▶ TASK REQUIREMENTS
Line by line, the entries below are to be reproduced unaltered.
--- DATA LISTING ---
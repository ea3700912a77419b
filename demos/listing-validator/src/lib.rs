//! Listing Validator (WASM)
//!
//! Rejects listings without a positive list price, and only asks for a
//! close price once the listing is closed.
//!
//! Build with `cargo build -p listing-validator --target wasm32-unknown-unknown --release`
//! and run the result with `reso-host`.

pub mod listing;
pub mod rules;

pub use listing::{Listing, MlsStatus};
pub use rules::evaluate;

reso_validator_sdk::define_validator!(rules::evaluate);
---
▶ ANSWER FOR THE TASK
repository ea3700912a77419b
filename demos/listing-validator/src/lib.rs
//! Listing Validator (WASM)
//!
//! Rejects listings without a positive list price, and only asks for a
//! close price once the listing is closed.
//!
//! Build with `cargo build -p listing-validator --target wasm32-unknown-unknown --release`
//! and run the result with `reso-host`.

pub mod listing;
pub mod rules;

pub use listing::{Listing, MlsStatus};
pub use rules::evaluate;

reso_validator_sdk::define_validator!(rules::evaluate);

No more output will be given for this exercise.